<<<<
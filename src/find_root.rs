use num_traits::Float;

use crate::point::Point;
use crate::roots::{root_bisection, root_newton_raphson, RootFindingError};
use crate::scalar;

pub trait FindRoot<P: Point> {
    /// Return the inclusive parameter domain for the curve.
    fn parameter_domain(&self) -> (P::Scalar, P::Scalar);

    /// Evaluate the curve along one axis.
    fn axis_value(&self, t: P::Scalar, axis: usize) -> Result<P::Scalar, RootFindingError>;

    /// Evaluate the curve's derivative along one axis.
    fn axis_derivative(&self, t: P::Scalar, axis: usize) -> Result<P::Scalar, RootFindingError>;

    /// Find the parameter t at which the curve takes `value` on `axis`,
    /// using Newton-Raphson on the scalar axis function.
    fn root_newton_axis(
        &self,
        value: P::Scalar,
        axis: usize,
        start: P::Scalar,
        eps: Option<P::Scalar>,
        max_iter: Option<usize>,
    ) -> Result<P::Scalar, RootFindingError> {
        let eps = eps.unwrap_or_else(|| scalar(1e-6));
        let max_iter = max_iter.unwrap_or(64);
        let (kmin, kmax) = self.parameter_domain();
        let clamp_t = |t: P::Scalar| t.max(kmin).min(kmax);

        let t = root_newton_raphson(
            clamp_t(start),
            |t| Ok(self.axis_value(clamp_t(t), axis)? - value),
            |t| self.axis_derivative(clamp_t(t), axis),
            eps,
            max_iter,
        )?;
        Ok(clamp_t(t))
    }

    /// Find the parameter t at which the curve takes `value` on `axis` by
    /// bisecting the parameter domain. Slower than Newton-Raphson but only
    /// requires the axis function to change sign over the domain.
    fn root_bisect_axis(
        &self,
        value: P::Scalar,
        axis: usize,
        eps: Option<P::Scalar>,
        max_iter: Option<usize>,
    ) -> Result<P::Scalar, RootFindingError> {
        let eps = eps.unwrap_or_else(|| scalar(1e-6));
        let max_iter = max_iter.unwrap_or(128);
        let (kmin, kmax) = self.parameter_domain();
        root_bisection(
            kmin,
            kmax,
            |t| Ok(self.axis_value(t, axis)? - value),
            eps,
            max_iter,
        )
    }
}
>>>>
# [Exercise]
In full and unchanged, repeat the data above.

# [Answer space]
filename src/find_root.rs
use num_traits::Float;

use crate::point::Point;
use crate::roots::{root_bisection, root_newton_raphson, RootFindingError};
use crate::scalar;

pub trait FindRoot<P: Point> {
    /// Return the inclusive parameter domain for the curve.
    fn parameter_domain(&self) -> (P::Scalar, P::Scalar);

    /// Evaluate the curve along one axis.
    fn axis_value(&self, t: P::Scalar, axis: usize) -> Result<P::Scalar, RootFindingError>;

    /// Evaluate the curve's derivative along one axis.
    fn axis_derivative(&self, t: P::Scalar, axis: usize) -> Result<P::Scalar, RootFindingError>;

    /// Find the parameter t at which the curve takes `value` on `axis`,
    /// using Newton-Raphson on the scalar axis function.
    fn root_newton_axis(
        &self,
        value: P::Scalar,
        axis: usize,
        start: P::Scalar,
        eps: Option<P::Scalar>,
        max_iter: Option<usize>,
    ) -> Result<P::Scalar, RootFindingError> {
        let eps = eps.unwrap_or_else(|| scalar(1e-6));
        let max_iter = max_iter.unwrap_or(64);
        let (kmin, kmax) = self.parameter_domain();
        let clamp_t = |t: P::Scalar| t.max(kmin).min(kmax);

        let t = root_newton_raphson(
            clamp_t(start),
            |t| Ok(self.axis_value(clamp_t(t), axis)? - value),
            |t| self.axis_derivative(clamp_t(t), axis),
            eps,
            max_iter,
        )?;
        Ok(clamp_t(t))
    }

    /// Find the parameter t at which the curve takes `value` on `axis` by
    /// bisecting the parameter domain. Slower than Newton-Raphson but only
    /// requires the axis function to change sign over the domain.
    fn root_bisect_axis(
        &self,
        value: P::Scalar,
        axis: usize,
        eps: Option<P::Scalar>,
        max_iter: Option<usize>,
    ) -> Result<P::Scalar, RootFindingError> {
        let eps = eps.unwrap_or_else(|| scalar(1e-6));
        let max_iter = max_iter.unwrap_or(128);
        let (kmin, kmax) = self.parameter_domain();
        root_bisection(
            kmin,
            kmax,
            |t| Ok(self.axis_value(t, axis)? - value),
            eps,
            max_iter,
        )
    }
}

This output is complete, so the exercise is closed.